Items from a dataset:
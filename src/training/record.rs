//! Training records captured at each search decision.
//!
//! A record holds what an offline trainer needs for one decision: a compact
//! snapshot of the position, the search's visit distribution (policy
//! target), its value estimate, the action actually taken and, once the
//! game ends, the final outcome for the deciding player.
//!
//! Actions are stored as flat `ActionRecord`s rather than the tagged
//! `Action` so that records survive non-self-describing formats (bincode).

use serde::{Deserialize, Serialize};

use crate::cards::Card;
use crate::core::{Action, CardIds, GameState, Nation, PlayerId};

/// Action kind without payload.
#[derive(Clone, Copy, Debug, PartialEq, Eq, Hash, Serialize, Deserialize)]
#[serde(rename_all = "snake_case")]
pub enum ActionKind {
    EndTurn,
    PlayCard,
    Attack,
    BuyCard,
    SellCard,
    Repel,
    TakeDamage,
}

/// Flat, format-neutral form of an `Action`.
#[derive(Clone, Debug, PartialEq, Eq, Serialize, Deserialize)]
pub struct ActionRecord {
    pub kind: ActionKind,
    pub card_ids: Vec<String>,
    pub target: Option<PlayerId>,
}

impl From<&Action> for ActionRecord {
    fn from(action: &Action) -> Self {
        let (kind, card_ids, target) = match action {
            Action::EndTurn => (ActionKind::EndTurn, Vec::new(), None),
            Action::PlayCard { card_id, target } => (ActionKind::PlayCard, vec![card_id.clone()], *target),
            Action::Attack { card_ids, target } => (ActionKind::Attack, card_ids.to_vec(), Some(*target)),
            Action::BuyCard { card_id } => (ActionKind::BuyCard, vec![card_id.clone()], None),
            Action::SellCard { card_id } => (ActionKind::SellCard, vec![card_id.clone()], None),
            Action::Repel { card_ids } => (ActionKind::Repel, card_ids.to_vec(), None),
            Action::TakeDamage => (ActionKind::TakeDamage, Vec::new(), None),
        };
        Self { kind, card_ids, target }
    }
}

impl ActionRecord {
    /// Rebuild the action. `None` if the record is missing a required field.
    #[must_use]
    pub fn to_action(&self) -> Option<Action> {
        let first = self.card_ids.first().cloned();
        let ids = || self.card_ids.iter().cloned().collect::<CardIds>();
        match self.kind {
            ActionKind::EndTurn => Some(Action::EndTurn),
            ActionKind::TakeDamage => Some(Action::TakeDamage),
            ActionKind::PlayCard => first.map(|card_id| Action::PlayCard { card_id, target: self.target }),
            ActionKind::BuyCard => first.map(|card_id| Action::BuyCard { card_id }),
            ActionKind::SellCard => first.map(|card_id| Action::SellCard { card_id }),
            ActionKind::Attack => match self.target {
                Some(target) if !self.card_ids.is_empty() => Some(Action::Attack { card_ids: ids(), target }),
                _ => None,
            },
            ActionKind::Repel if !self.card_ids.is_empty() => Some(Action::Repel { card_ids: ids() }),
            ActionKind::Repel => None,
        }
    }
}

/// Public stats of one player.
#[derive(Clone, Debug, PartialEq, Serialize, Deserialize)]
pub struct PlayerStats {
    pub id: PlayerId,
    pub nation: Nation,
    pub hp: i64,
    pub max_hp: i64,
    pub mana: i64,
    pub max_mana: i64,
    pub gold: i64,
    pub income: i64,
    pub deposit: i64,
    pub hand_size: usize,
    pub land_count: usize,
    pub is_dead: bool,
}

/// Compact position snapshot from one player's point of view.
#[derive(Clone, Debug, PartialEq, Serialize, Deserialize)]
pub struct StateSnapshot {
    pub players: Vec<PlayerStats>,
    /// The deciding player's hand.
    pub hand: Vec<Card>,
    pub shop: Vec<Card>,
}

impl StateSnapshot {
    #[must_use]
    pub fn capture(state: &GameState, perspective: PlayerId) -> Self {
        let players = state
            .players
            .iter()
            .map(|p| PlayerStats {
                id: p.id,
                nation: p.nation,
                hp: p.hp,
                max_hp: p.max_hp,
                mana: p.mana,
                max_mana: p.max_mana,
                gold: p.gold,
                income: p.income,
                deposit: p.deposit,
                hand_size: p.hand.len(),
                land_count: p.lands.len(),
                is_dead: p.is_dead,
            })
            .collect();
        let hand = state
            .get_player(perspective)
            .map(|p| p.hand.iter().cloned().collect())
            .unwrap_or_default();

        Self {
            players,
            hand,
            shop: state.shop.iter().cloned().collect(),
        }
    }
}

/// One search decision.
#[derive(Clone, Debug, PartialEq, Serialize, Deserialize)]
pub struct TrainingRecord {
    pub game_id: String,
    pub turn: u32,
    pub player: PlayerId,
    pub nation: Nation,
    pub snapshot: StateSnapshot,
    /// Visit distribution over root actions.
    pub policy: Vec<(ActionRecord, f64)>,
    /// Search value estimate for `player`.
    pub value: f64,
    pub action_taken: ActionRecord,
    /// Final result for `player` (+1 win, -1 loss, 0 draw or unfinished).
    pub outcome: Option<f64>,
}

impl TrainingRecord {
    #[must_use]
    pub fn new(
        game_id: impl Into<String>,
        state: &GameState,
        player: PlayerId,
        policy: &[(Action, f64)],
        value: f64,
        action_taken: &Action,
    ) -> Self {
        let nation = state
            .get_player(player)
            .map_or(Nation::Kingdom, |p| p.nation);
        Self {
            game_id: game_id.into(),
            turn: state.turn,
            player,
            nation,
            snapshot: StateSnapshot::capture(state, player),
            policy: policy.iter().map(|(a, p)| (ActionRecord::from(a), *p)).collect(),
            value,
            action_taken: ActionRecord::from(action_taken),
            outcome: None,
        }
    }

    /// Policy probability of the action taken.
    #[must_use]
    pub fn taken_action_prob(&self) -> f64 {
        self.policy
            .iter()
            .find(|(a, _)| a == &self.action_taken)
            .map_or(0.0, |(_, p)| *p)
    }
}

#[cfg(test)]
mod tests {
    use super::*;

    #[test]
    fn test_action_record_round_trip() {
        let actions = [
            Action::EndTurn,
            Action::TakeDamage,
            Action::play("fire_arrows#3", None),
            Action::play("plunder#4", Some(PlayerId::new(2))),
            Action::attack("sword_strike#1", PlayerId::new(1)),
            Action::buy("farm#9"),
            Action::sell("farm#9"),
            Action::repel("shield_wall#2"),
        ];
        for action in &actions {
            assert_eq!(ActionRecord::from(action).to_action().as_ref(), Some(action));
        }
    }

    #[test]
    fn test_incomplete_record_is_rejected() {
        let record = ActionRecord {
            kind: ActionKind::Attack,
            card_ids: vec!["sword_strike#1".into()],
            target: None,
        };
        assert!(record.to_action().is_none());
    }
}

• WHAT NEEDS TO BE DONE
Make an exact transcription of all the records.

• TASK RESULT
filename src/training/record.rs
//! Training records captured at each search decision.
//!
//! A record holds what an offline trainer needs for one decision: a compact
//! snapshot of the position, the search's visit distribution (policy
//! target), its value estimate, the action actually taken and, once the
//! game ends, the final outcome for the deciding player.
//!
//! Actions are stored as flat `ActionRecord`s rather than the tagged
//! `Action` so that records survive non-self-describing formats (bincode).

use serde::{Deserialize, Serialize};

use crate::cards::Card;
use crate::core::{Action, CardIds, GameState, Nation, PlayerId};

/// Action kind without payload.
#[derive(Clone, Copy, Debug, PartialEq, Eq, Hash, Serialize, Deserialize)]
#[serde(rename_all = "snake_case")]
pub enum ActionKind {
    EndTurn,
    PlayCard,
    Attack,
    BuyCard,
    SellCard,
    Repel,
    TakeDamage,
}

/// Flat, format-neutral form of an `Action`.
#[derive(Clone, Debug, PartialEq, Eq, Serialize, Deserialize)]
pub struct ActionRecord {
    pub kind: ActionKind,
    pub card_ids: Vec<String>,
    pub target: Option<PlayerId>,
}

impl From<&Action> for ActionRecord {
    fn from(action: &Action) -> Self {
        let (kind, card_ids, target) = match action {
            Action::EndTurn => (ActionKind::EndTurn, Vec::new(), None),
            Action::PlayCard { card_id, target } => (ActionKind::PlayCard, vec![card_id.clone()], *target),
            Action::Attack { card_ids, target } => (ActionKind::Attack, card_ids.to_vec(), Some(*target)),
            Action::BuyCard { card_id } => (ActionKind::BuyCard, vec![card_id.clone()], None),
            Action::SellCard { card_id } => (ActionKind::SellCard, vec![card_id.clone()], None),
            Action::Repel { card_ids } => (ActionKind::Repel, card_ids.to_vec(), None),
            Action::TakeDamage => (ActionKind::TakeDamage, Vec::new(), None),
        };
        Self { kind, card_ids, target }
    }
}

impl ActionRecord {
    /// Rebuild the action. `None` if the record is missing a required field.
    #[must_use]
    pub fn to_action(&self) -> Option<Action> {
        let first = self.card_ids.first().cloned();
        let ids = || self.card_ids.iter().cloned().collect::<CardIds>();
        match self.kind {
            ActionKind::EndTurn => Some(Action::EndTurn),
            ActionKind::TakeDamage => Some(Action::TakeDamage),
            ActionKind::PlayCard => first.map(|card_id| Action::PlayCard { card_id, target: self.target }),
            ActionKind::BuyCard => first.map(|card_id| Action::BuyCard { card_id }),
            ActionKind::SellCard => first.map(|card_id| Action::SellCard { card_id }),
            ActionKind::Attack => match self.target {
                Some(target) if !self.card_ids.is_empty() => Some(Action::Attack { card_ids: ids(), target }),
                _ => None,
            },
            ActionKind::Repel if !self.card_ids.is_empty() => Some(Action::Repel { card_ids: ids() }),
            ActionKind::Repel => None,
        }
    }
}

/// Public stats of one player.
#[derive(Clone, Debug, PartialEq, Serialize, Deserialize)]
pub struct PlayerStats {
    pub id: PlayerId,
    pub nation: Nation,
    pub hp: i64,
    pub max_hp: i64,
    pub mana: i64,
    pub max_mana: i64,
    pub gold: i64,
    pub income: i64,
    pub deposit: i64,
    pub hand_size: usize,
    pub land_count: usize,
    pub is_dead: bool,
}

/// Compact position snapshot from one player's point of view.
#[derive(Clone, Debug, PartialEq, Serialize, Deserialize)]
pub struct StateSnapshot {
    pub players: Vec<PlayerStats>,
    /// The deciding player's hand.
    pub hand: Vec<Card>,
    pub shop: Vec<Card>,
}

impl StateSnapshot {
    #[must_use]
    pub fn capture(state: &GameState, perspective: PlayerId) -> Self {
        let players = state
            .players
            .iter()
            .map(|p| PlayerStats {
                id: p.id,
                nation: p.nation,
                hp: p.hp,
                max_hp: p.max_hp,
                mana: p.mana,
                max_mana: p.max_mana,
                gold: p.gold,
                income: p.income,
                deposit: p.deposit,
                hand_size: p.hand.len(),
                land_count: p.lands.len(),
                is_dead: p.is_dead,
            })
            .collect();
        let hand = state
            .get_player(perspective)
            .map(|p| p.hand.iter().cloned().collect())
            .unwrap_or_default();

        Self {
            players,
            hand,
            shop: state.shop.iter().cloned().collect(),
        }
    }
}

/// One search decision.
#[derive(Clone, Debug, PartialEq, Serialize, Deserialize)]
pub struct TrainingRecord {
    pub game_id: String,
    pub turn: u32,
    pub player: PlayerId,
    pub nation: Nation,
    pub snapshot: StateSnapshot,
    /// Visit distribution over root actions.
    pub policy: Vec<(ActionRecord, f64)>,
    /// Search value estimate for `player`.
    pub value: f64,
    pub action_taken: ActionRecord,
    /// Final result for `player` (+1 win, -1 loss, 0 draw or unfinished).
    pub outcome: Option<f64>,
}

impl TrainingRecord {
    #[must_use]
    pub fn new(
        game_id: impl Into<String>,
        state: &GameState,
        player: PlayerId,
        policy: &[(Action, f64)],
        value: f64,
        action_taken: &Action,
    ) -> Self {
        let nation = state
            .get_player(player)
            .map_or(Nation::Kingdom, |p| p.nation);
        Self {
            game_id: game_id.into(),
            turn: state.turn,
            player,
            nation,
            snapshot: StateSnapshot::capture(state, player),
            policy: policy.iter().map(|(a, p)| (ActionRecord::from(a), *p)).collect(),
            value,
            action_taken: ActionRecord::from(action_taken),
            outcome: None,
        }
    }

    /// Policy probability of the action taken.
    #[must_use]
    pub fn taken_action_prob(&self) -> f64 {
        self.policy
            .iter()
            .find(|(a, _)| a == &self.action_taken)
            .map_or(0.0, |(_, p)| *p)
    }
}

#[cfg(test)]
mod tests {
    use super::*;

    #[test]
    fn test_action_record_round_trip() {
        let actions = [
            Action::EndTurn,
            Action::TakeDamage,
            Action::play("fire_arrows#3", None),
            Action::play("plunder#4", Some(PlayerId::new(2))),
            Action::attack("sword_strike#1", PlayerId::new(1)),
            Action::buy("farm#9"),
            Action::sell("farm#9"),
            Action::repel("shield_wall#2"),
        ];
        for action in &actions {
            assert_eq!(ActionRecord::from(action).to_action().as_ref(), Some(action));
        }
    }

    #[test]
    fn test_incomplete_record_is_rejected() {
        let record = ActionRecord {
            kind: ActionKind::Attack,
            card_ids: vec!["sword_strike#1".into()],
            target: None,
        };
        assert!(record.to_action().is_none());
    }
}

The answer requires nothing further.